Figure 2-1 provides information on commercial catches of salmon in the Arctic-Yukon-Kuskokwim (AYK) region. The information before the 1980s cannot be used as an indicator of run sizes, because commercial catches do not depend only on run sizes. They depend also on the amount of fishing effort expended, which in turn depends on factors such as the price of salmon, the availability of salmon markets, the degree to which a community is involved in a cash economy, regulatory restrictions, and other factors. The declines in the past 15 years are at least somewhat reflective of declines in run sizes.
Figures 2-2 and 2-3 present information on gross earnings from commercial fishing in the Yukon-Koyukuk and the Wade Hampton census areas. The former area includes much of the interior part of the AYK region, focusing on the Yukon River drainage. The second area includes much of the downriver area of the Yukon River, including the delta. Recent commercial-fishing incomes in the Yukon-Koyukuk Census Area have been 78% less than they were in 1995.
The overall economic base of the Wade Hampton Census Area decreased 23% from 1995 to 1999. The decrease was primarily due to poor
salmon runs beginning in 1996 and cutbacks in federal government spending. Gross earnings from commercial fishing were 24% less than what they were before the collapse of salmon runs.

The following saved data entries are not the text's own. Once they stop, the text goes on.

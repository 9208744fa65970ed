use std::time::Duration;

use rand::Rng;
use serde::{Deserialize, Serialize};

const DEFAULT_MAX_ATTEMPTS: u32 = 4;
const DEFAULT_INITIAL_DELAY: Duration = Duration::from_millis(50);
const DEFAULT_MAX_DELAY: Duration = Duration::from_secs(2);

/// Bounded exponential backoff for operations that failed on database contention.
#[derive(Debug, Clone, Copy, PartialEq, Eq, Serialize, Deserialize)]
pub struct RetryPolicy {
    /// Total number of attempts, including the first. Never less than one.
    pub max_attempts: u32,
    pub initial_delay: Duration,
    pub max_delay: Duration,
}

impl Default for RetryPolicy {
    fn default() -> Self {
        Self { max_attempts: DEFAULT_MAX_ATTEMPTS, initial_delay: DEFAULT_INITIAL_DELAY, max_delay: DEFAULT_MAX_DELAY }
    }
}

impl RetryPolicy {
    pub fn new(max_attempts: u32, initial_delay: Duration, max_delay: Duration) -> Self {
        Self { max_attempts: max_attempts.max(1), initial_delay, max_delay: max_delay.max(initial_delay) }
    }

    /// A single attempt with no retries
    pub fn no_retries() -> Self {
        Self::new(1, Duration::ZERO, Duration::ZERO)
    }

    /// The base delay after the given (1-based) failed attempt: `initial_delay × 2^(attempt − 1)`, capped at
    /// `max_delay`.
    pub fn backoff(&self, attempt: u32) -> Duration {
        let factor = 2u32.saturating_pow(attempt.saturating_sub(1));
        self.initial_delay.saturating_mul(factor).min(self.max_delay)
    }

    /// The backoff with up to 25% random jitter added, so that contending writers spread out.
    pub fn delay_after(&self, attempt: u32) -> Duration {
        let base = self.backoff(attempt);
        let jitter_ms = (base.as_millis() / 4) as u64;
        if jitter_ms == 0 {
            return base;
        }
        let jitter = Duration::from_millis(rand::thread_rng().gen_range(0..=jitter_ms));
        (base + jitter).min(self.max_delay)
    }
}
use std::fmt::Debug;

use log::*;

use crate::{
    db_types::{NewOrder, Order, OrderId, OrderStatusType},
    events::{
        CommissionsReversedEvent,
        EventProducers,
        OrderSettledEvent,
        OrderStatusChangedEvent,
        TrackingInvalidatedEvent,
    },
    mkt_api::{order_locks::OrderLocks, retry::RetryPolicy},
    order_status::OrderEffect,
    settings::SettingsProvider,
    traits::{MarketplaceDatabase, MarketplaceError, ReversalOutcome, SettlementOutcome, TransitionOutcome},
};

/// `OrderFlowApi` is the primary API for moving orders through their lifecycle.
///
/// Every write to an order goes through a per-order lock, so there is a single writer per order inside this process.
/// Writes that fail on database contention are retried with backoff. If they still fail, the order is flagged for the
/// reconciliation worker and the error is returned with the order unchanged.
pub struct OrderFlowApi<B, S> {
    db: B,
    settings: S,
    producers: EventProducers,
    locks: OrderLocks,
    retry: RetryPolicy,
}

impl<B, S> Debug for OrderFlowApi<B, S> {
    fn fmt(&self, f: &mut std::fmt::Formatter<'_>) -> std::fmt::Result {
        write!(f, "OrderFlowApi ({} orders locked, {:?})", self.locks.len(), self.retry)
    }
}

impl<B: Clone, S: Clone> Clone for OrderFlowApi<B, S> {
    fn clone(&self) -> Self {
        Self {
            db: self.db.clone(),
            settings: self.settings.clone(),
            producers: self.producers.clone(),
            locks: self.locks.clone(),
            retry: self.retry,
        }
    }
}

impl<B, S> OrderFlowApi<B, S> {
    pub fn new(db: B, settings: S, producers: EventProducers) -> Self {
        Self { db, settings, producers, locks: OrderLocks::new(), retry: RetryPolicy::default() }
    }

    pub fn with_retry_policy(mut self, retry: RetryPolicy) -> Self {
        self.retry = retry;
        self
    }

    pub fn retry_policy(&self) -> &RetryPolicy {
        &self.retry
    }

    pub fn db(&self) -> &B {
        &self.db
    }

    pub fn db_mut(&mut self) -> &mut B {
        &mut self.db
    }
}

impl<B, S> OrderFlowApi<B, S>
where
    B: MarketplaceDatabase,
    S: SettingsProvider,
{
    /// Submit a new order. It is stored in `Received` status.
    ///
    /// This should be a brand-new order. Re-submitting an order number fails with
    /// [`MarketplaceError::OrderAlreadyExists`], and nothing is stored.
    pub async fn place_order(&self, order: NewOrder) -> Result<Order, MarketplaceError> {
        let order_number = order.order_number.clone();
        let order = self.db.place_order(order).await?;
        debug!("🔄️📦️ Order [{order_number}] received as {}", order.id);
        Ok(order)
    }

    /// Moves an order to the requested status, along with all of the transition's side effects.
    ///
    /// The transition is validated against the order's current status. Rejected transitions return
    /// [`MarketplaceError::InvalidTransition`], which lists the statuses that are allowed.
    ///
    /// Once the transition has committed, subscribers are told about the status change, then any settlement or
    /// reversal, and finally that tracking views for the order are stale.
    pub async fn apply_order_transition(
        &self,
        order_id: OrderId,
        requested: OrderStatusType,
    ) -> Result<TransitionOutcome, MarketplaceError> {
        let _guard = self.locks.lock(order_id).await;
        let mut attempt = 0;
        loop {
            attempt += 1;
            let result = self.try_transition(order_id, requested).await;
            match result {
                Ok(outcome) => {
                    info!("🔄️ Order {order_id} is now {} (was {})", outcome.new_order.status, outcome.old_order.status);
                    self.publish_outcome(&outcome).await;
                    return Ok(outcome);
                },
                Err(e) if e.is_retryable() && attempt < self.retry.max_attempts => {
                    let delay = self.retry.delay_after(attempt);
                    warn!(
                        "🔄️ Could not move order {order_id} to {requested} (attempt {attempt} of {}). {e}. Retrying in \
                         {}ms",
                        self.retry.max_attempts,
                        delay.as_millis()
                    );
                    tokio::time::sleep(delay).await;
                },
                Err(e) if e.is_retryable() => {
                    warn!("🔄️ Giving up on moving order {order_id} to {requested} after {attempt} attempts. {e}");
                    self.flag(order_id, requested, &e).await;
                    return Err(e);
                },
                Err(e @ MarketplaceError::PartialFailure { .. }) => {
                    error!("🔄️ Order {order_id} needs manual reconciliation. {e}");
                    self.flag(order_id, requested, &e).await;
                    return Err(e);
                },
                Err(e) => {
                    debug!("🔄️ Order {order_id} was not moved to {requested}. {e}");
                    return Err(e);
                },
            }
        }
    }

    async fn try_transition(
        &self,
        order_id: OrderId,
        requested: OrderStatusType,
    ) -> Result<TransitionOutcome, MarketplaceError> {
        let settings = self.settings.commission_settings().await?;
        self.db.apply_transition(order_id, requested, &settings).await
    }

    async fn flag(&self, order_id: OrderId, requested: OrderStatusType, reason: &MarketplaceError) {
        match self.db.flag_for_reconciliation(order_id, requested, &reason.to_string()).await {
            Ok(flag) => debug!("🔄️ Order {order_id} flagged for reconciliation (flag {}, {} attempts)", flag.id, flag.attempts),
            Err(e) => error!("🔄️ Could not flag order {order_id} for reconciliation. {e}. Original error: {reason}"),
        }
    }

    async fn publish_outcome(&self, outcome: &TransitionOutcome) {
        let order = &outcome.new_order;
        self.producers.publish_status_changed(OrderStatusChangedEvent::new(outcome.old_order.clone(), order.clone())).await;
        if let Some(settlement) = outcome.settlement.as_ref().filter(|s| !s.already_settled) {
            self.producers.publish_order_settled(OrderSettledEvent::new(order.clone(), settlement.clone())).await;
        }
        if let Some(reversal) = outcome.reversal.as_ref().filter(|r| !r.is_noop()) {
            self.producers.publish_commissions_reversed(CommissionsReversedEvent::new(order.clone(), reversal.clone())).await;
        }
        if outcome.plan.has_effect(OrderEffect::InvalidateTracking) {
            self.producers.publish_tracking_invalidated(TrackingInvalidatedEvent::new(order.id, order.status));
        }
    }

    /// Settles a delivered order that has no commissions yet. Calling this again is harmless; the second call writes
    /// nothing and reports `already_settled`.
    pub async fn settle_on_delivery(&self, order_id: OrderId) -> Result<SettlementOutcome, MarketplaceError> {
        let _guard = self.locks.lock(order_id).await;
        let settings = self.settings.commission_settings().await?;
        let outcome = self.db.settle_on_delivery(order_id, &settings).await?;
        if !outcome.already_settled {
            if let Some(order) = self.db.fetch_order(order_id).await? {
                self.producers.publish_order_settled(OrderSettledEvent::new(order, outcome.clone())).await;
            }
        }
        Ok(outcome)
    }

    /// Reverses every paid commission on the order. Orders without paid commissions are a no-op.
    pub async fn reverse_commissions(&self, order_id: OrderId) -> Result<ReversalOutcome, MarketplaceError> {
        let _guard = self.locks.lock(order_id).await;
        let outcome = self.db.reverse_commissions(order_id).await?;
        if !outcome.is_noop() {
            if let Some(order) = self.db.fetch_order(order_id).await? {
                self.producers.publish_commissions_reversed(CommissionsReversedEvent::new(order, outcome.clone())).await;
            }
        }
        Ok(outcome)
    }

    /// Retries the line items that were skipped when the order was settled.
    pub async fn replay_skipped_items(&self, order_id: OrderId) -> Result<SettlementOutcome, MarketplaceError> {
        let _guard = self.locks.lock(order_id).await;
        let settings = self.settings.commission_settings().await?;
        let outcome = self.db.replay_skipped_items(order_id, &settings).await?;
        if !outcome.commissions.is_empty() {
            if let Some(order) = self.db.fetch_order(order_id).await? {
                self.producers.publish_order_settled(OrderSettledEvent::new(order, outcome.clone())).await;
            }
        }
        Ok(outcome)
    }

    pub async fn assign_delivery_agent(&self, order_id: OrderId, agent_id: i64) -> Result<Order, MarketplaceError> {
        let _guard = self.locks.lock(order_id).await;
        let order = self.db.assign_delivery_agent(order_id, agent_id).await?;
        self.producers.publish_tracking_invalidated(TrackingInvalidatedEvent::new(order.id, order.status));
        Ok(order)
    }

    pub async fn set_payment_reference(&self, order_id: OrderId, reference: &str) -> Result<Order, MarketplaceError> {
        let _guard = self.locks.lock(order_id).await;
        self.db.set_payment_reference(order_id, reference).await
    }

    pub async fn order(&self, order_id: OrderId) -> Result<Option<Order>, MarketplaceError> {
        self.db.fetch_order(order_id).await
    }

    pub async fn order_by_number(&self, order_number: &str) -> Result<Order, MarketplaceError> {
        self.db
            .fetch_order_by_number(order_number)
            .await?
            .ok_or_else(|| MarketplaceError::OrderNumberNotFound(order_number.to_string()))
    }
}
use marketplace_engine::MarketplaceError;
use thiserror::Error;

#[derive(Debug, Error)]
pub enum WorkerError {
    #[error("Could not initialize the worker. {0}")]
    InitializeError(String),
    #[error("An error occurred on the backend. {0}")]
    BackendError(#[from] MarketplaceError),
    #[error("The reconciliation task stopped unexpectedly. {0}")]
    TaskFailed(String),
    #[error("An I/O error happened in the worker. {0}")]
    IOError(#[from] std::io::Error),
}
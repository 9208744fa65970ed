use sqlx::SqliteConnection;

pub async fn fetch_settings(conn: &mut SqliteConnection) -> Result<Vec<(String, String)>, sqlx::Error> {
    let rows = sqlx::query_as("SELECT key, value FROM system_settings").fetch_all(conn).await?;
    Ok(rows)
}

pub async fn upsert_setting(key: &str, value: &str, conn: &mut SqliteConnection) -> Result<(), sqlx::Error> {
    sqlx::query(
        r#"
        INSERT INTO system_settings (key, value) VALUES ($1, $2)
        ON CONFLICT (key) DO UPDATE SET value = excluded.value, updated_at = CURRENT_TIMESTAMP;
        "#,
    )
    .bind(key)
    .bind(value)
    .execute(conn)
    .await?;
    Ok(())
}
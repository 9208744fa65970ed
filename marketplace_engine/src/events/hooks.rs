use std::{future::Future, pin::Pin, sync::Arc};

use crate::events::{
    CommissionsReversedEvent,
    EventHandler,
    EventProducer,
    Handler,
    OrderSettledEvent,
    OrderStatusChangedEvent,
    TrackingInvalidatedEvent,
};

type HookFuture = Pin<Box<dyn Future<Output = ()> + Send>>;

#[derive(Default, Clone)]
pub struct EventProducers {
    pub status_changed_producer: Vec<EventProducer<OrderStatusChangedEvent>>,
    pub order_settled_producer: Vec<EventProducer<OrderSettledEvent>>,
    pub commissions_reversed_producer: Vec<EventProducer<CommissionsReversedEvent>>,
    pub tracking_invalidated_producer: Vec<EventProducer<TrackingInvalidatedEvent>>,
}

impl EventProducers {
    pub async fn publish_status_changed(&self, event: OrderStatusChangedEvent) {
        for producer in &self.status_changed_producer {
            producer.publish_event(event.clone()).await;
        }
    }

    pub async fn publish_order_settled(&self, event: OrderSettledEvent) {
        for producer in &self.order_settled_producer {
            producer.publish_event(event.clone()).await;
        }
    }

    pub async fn publish_commissions_reversed(&self, event: CommissionsReversedEvent) {
        for producer in &self.commissions_reversed_producer {
            producer.publish_event(event.clone()).await;
        }
    }

    /// Fire and forget. A slow or full subscriber never holds up the caller.
    pub fn publish_tracking_invalidated(&self, event: TrackingInvalidatedEvent) {
        for producer in &self.tracking_invalidated_producer {
            producer.try_publish_event(event);
        }
    }
}

pub struct EventHandlers {
    pub on_status_changed: Option<EventHandler<OrderStatusChangedEvent>>,
    pub on_order_settled: Option<EventHandler<OrderSettledEvent>>,
    pub on_commissions_reversed: Option<EventHandler<CommissionsReversedEvent>>,
    pub on_tracking_invalidated: Option<EventHandler<TrackingInvalidatedEvent>>,
}

impl EventHandlers {
    pub fn new(buffer_size: usize, hooks: EventHooks) -> Self {
        Self {
            on_status_changed: hooks.on_status_changed.map(|f| EventHandler::new(buffer_size, f)),
            on_order_settled: hooks.on_order_settled.map(|f| EventHandler::new(buffer_size, f)),
            on_commissions_reversed: hooks.on_commissions_reversed.map(|f| EventHandler::new(buffer_size, f)),
            on_tracking_invalidated: hooks.on_tracking_invalidated.map(|f| EventHandler::new(buffer_size, f)),
        }
    }

    pub fn producers(&self) -> EventProducers {
        let mut result = EventProducers::default();
        if let Some(handler) = &self.on_status_changed {
            result.status_changed_producer.push(handler.subscribe());
        }
        if let Some(handler) = &self.on_order_settled {
            result.order_settled_producer.push(handler.subscribe());
        }
        if let Some(handler) = &self.on_commissions_reversed {
            result.commissions_reversed_producer.push(handler.subscribe());
        }
        if let Some(handler) = &self.on_tracking_invalidated {
            result.tracking_invalidated_producer.push(handler.subscribe());
        }
        result
    }

    pub async fn start_handlers(self) {
        if let Some(handler) = self.on_status_changed {
            tokio::spawn(handler.start_handler());
        }
        if let Some(handler) = self.on_order_settled {
            tokio::spawn(handler.start_handler());
        }
        if let Some(handler) = self.on_commissions_reversed {
            tokio::spawn(handler.start_handler());
        }
        if let Some(handler) = self.on_tracking_invalidated {
            tokio::spawn(handler.start_handler());
        }
    }
}

#[derive(Default, Clone)]
pub struct EventHooks {
    pub on_status_changed: Option<Handler<OrderStatusChangedEvent>>,
    pub on_order_settled: Option<Handler<OrderSettledEvent>>,
    pub on_commissions_reversed: Option<Handler<CommissionsReversedEvent>>,
    pub on_tracking_invalidated: Option<Handler<TrackingInvalidatedEvent>>,
}

impl EventHooks {
    pub fn on_status_changed<F>(&mut self, f: F) -> &mut Self
    where F: (Fn(OrderStatusChangedEvent) -> HookFuture) + Send + Sync + 'static {
        self.on_status_changed = Some(Arc::new(f));
        self
    }

    pub fn on_order_settled<F>(&mut self, f: F) -> &mut Self
    where F: (Fn(OrderSettledEvent) -> HookFuture) + Send + Sync + 'static {
        self.on_order_settled = Some(Arc::new(f));
        self
    }

    pub fn on_commissions_reversed<F>(&mut self, f: F) -> &mut Self
    where F: (Fn(CommissionsReversedEvent) -> HookFuture) + Send + Sync + 'static {
        self.on_commissions_reversed = Some(Arc::new(f));
        self
    }

    pub fn on_tracking_invalidated<F>(&mut self, f: F) -> &mut Self
    where F: (Fn(TrackingInvalidatedEvent) -> HookFuture) + Send + Sync + 'static {
        self.on_tracking_invalidated = Some(Arc::new(f));
        self
    }
}
use mkt_common::{Distance, Money, MoneyConversionError, Rate};
use rust_decimal::Decimal;
use serde::{Deserialize, Serialize};

/// The result of a commission calculation. `net_earning` is what the payee is credited.
#[derive(Debug, Clone, Copy, PartialEq, Eq, Serialize, Deserialize)]
pub struct CommissionBreakdown {
    pub base: Money,
    pub rate: Rate,
    pub commission: Money,
    pub net_earning: Money,
}

/// `commission = round(base × rate / 100)` and `net_earning = base − commission`.
///
/// The product is computed in full decimal precision and rounded to cents once, half away from zero.
pub fn percentage_commission(base: Money, rate: Rate) -> Result<CommissionBreakdown, MoneyConversionError> {
    let exact = base
        .to_decimal()
        .checked_mul(rate.value())
        .and_then(|v| v.checked_div(Decimal::ONE_HUNDRED))
        .ok_or_else(|| MoneyConversionError::new(format!("{base} at {rate}% overflows")))?;
    let commission = Money::from_decimal(exact)?;
    Ok(CommissionBreakdown { base, rate, commission, net_earning: base - commission })
}

/// `commission = round(distance × rate)`. The commission is the delivery agent's earning in full; it is not taken
/// out of any order amount, so `base` is reported as the commission itself.
pub fn distance_commission(distance: Distance, rate: Rate) -> Result<CommissionBreakdown, MoneyConversionError> {
    let exact = distance
        .value()
        .checked_mul(rate.value())
        .ok_or_else(|| MoneyConversionError::new(format!("{distance} km at {rate} per km overflows")))?;
    let commission = Money::from_decimal(exact)?;
    Ok(CommissionBreakdown { base: commission, rate, commission, net_earning: commission })
}

#[cfg(test)]
mod test {
    use proptest::prelude::*;

    use super::*;

    #[test]
    fn ten_percent_of_a_thousand() {
        let result = percentage_commission(Money::from_major(1000), Rate::from_percent(10)).unwrap();
        assert_eq!(result.commission, Money::from_major(100));
        assert_eq!(result.net_earning, Money::from_major(900));
    }

    #[test]
    fn rounds_half_away_from_zero() {
        // 0.25 × 10% = 0.025
        let result = percentage_commission(Money::from_cents(25), Rate::from_percent(10)).unwrap();
        assert_eq!(result.commission, Money::from_cents(3));
        assert_eq!(result.net_earning, Money::from_cents(22));
        // 0.05 × 50% = 0.025
        let result = percentage_commission(Money::from_cents(5), Rate::from_percent(50)).unwrap();
        assert_eq!(result.commission, Money::from_cents(3));
        // 0.24 × 10% = 0.024
        let result = percentage_commission(Money::from_cents(24), Rate::from_percent(10)).unwrap();
        assert_eq!(result.commission, Money::from_cents(2));
    }

    #[test]
    fn fractional_rates() {
        let rate: Rate = "12.5".parse().unwrap();
        let result = percentage_commission(Money::from_cents(1999), rate).unwrap();
        // 19.99 × 12.5% = 2.49875
        assert_eq!(result.commission, Money::from_cents(250));
        assert_eq!(result.net_earning, Money::from_cents(1749));
    }

    #[test]
    fn distance_based() {
        let distance = Distance::new(Decimal::new(125, 1));
        let result = distance_commission(distance, Rate::new(Decimal::from(8))).unwrap();
        assert_eq!(result.commission, Money::from_major(100));
        assert_eq!(result.net_earning, Money::from_major(100));
        let distance = Distance::new(Decimal::new(3333, 3));
        let result = distance_commission(distance, Rate::new(Decimal::new(15, 1))).unwrap();
        // 3.333 × 1.5 = 4.9995
        assert_eq!(result.commission, Money::from_cents(500));
    }

    #[test]
    fn overflowing_inputs_are_errors() {
        let distance = Distance::new(Decimal::from_i128_with_scale(100_000_000_000_000_000_000, 0));
        let rate = Rate::new(Decimal::from(10_000_000_000i64));
        assert!(distance_commission(distance, rate).is_err());
        let rate = Rate::new(Decimal::MAX);
        assert!(percentage_commission(Money::from_cents(i64::MAX), rate).is_err());
    }

    proptest! {
        #[test]
        fn commission_and_net_add_up(cents in 0i64..100_000_000, basis_points in 0i64..=10_000) {
            let rate = Rate::new(Decimal::new(basis_points, 2));
            let result = percentage_commission(Money::from_cents(cents), rate).unwrap();
            prop_assert_eq!(result.commission + result.net_earning, Money::from_cents(cents));
            prop_assert!(result.commission >= Money::ZERO);
            prop_assert!(result.commission <= Money::from_cents(cents));
        }

        #[test]
        fn rounding_error_is_at_most_half_a_cent(cents in 0i64..100_000_000, basis_points in 0i64..=10_000) {
            let rate = Rate::new(Decimal::new(basis_points, 2));
            let exact = Decimal::new(cents, 2) * rate.value() / Decimal::ONE_HUNDRED;
            let result = percentage_commission(Money::from_cents(cents), rate).unwrap();
            let error = (result.commission.to_decimal() - exact).abs();
            prop_assert!(error <= Decimal::new(5, 3));
        }
    }
}
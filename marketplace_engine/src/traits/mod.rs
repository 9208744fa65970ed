//! #  Storage backend contracts.
//!
//! This module defines what a storage backend must provide for the marketplace engine to run on it.
//!
//! ## Orders and settlement
//! The [`MarketplaceDatabase`] trait owns every write that moves an order through its lifecycle. Each of its
//! mutating methods is one atomic unit: the order's status, its inventory effects and its ledger entries commit
//! together or not at all.
//!
//! ## Traits
//! * [`MarketplaceDatabase`] defines order placement, status transitions, settlement, reversal and reconciliation.
//! * [`InventoryManagement`] reads and adjusts per-product stock.
//! * [`LedgerManagement`] provides read access to commissions, wallet transactions and payee balances, as well as
//!   the balance reconciliation check.
//! * [`CatalogManagement`] manages sellers, delivery agents, categories, products and system settings.
mod catalog_management;
mod data_objects;
mod inventory_management;
mod ledger_management;
mod marketplace_database;

pub use catalog_management::CatalogManagement;
pub use data_objects::{BalanceReconciliation, ReversalOutcome, SettlementOutcome, TransitionOutcome};
pub use inventory_management::InventoryManagement;
pub use ledger_management::LedgerManagement;
pub use marketplace_database::{MarketplaceDatabase, MarketplaceError};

The low salmon returns resulted in lower catches and increased regulatory restrictions on fishing. That resulted in reduced revenue for cash-short communities along the region’s rivers. Those losses forced fishers, especially in the lower reaches of the rivers, to reduce fishing times and use less expensive and less efficient gear. Restrictions on subsistence fishing and lower catches also affected all aspects of the lives of people in the region. Especially in interior regions, where other subsistence foods were less abundant during that period and groceries are either extremely expensive or not available, people were short of food and had to rely on government subsidies. The loss of subsistence food and reliance on other food sources results in cultural changes—subsistence is a central feature of Native cultures in the region—that include the loss of traditional knowledge, language, and change in cultural priorities. Those losses are progressively harder to reverse with time.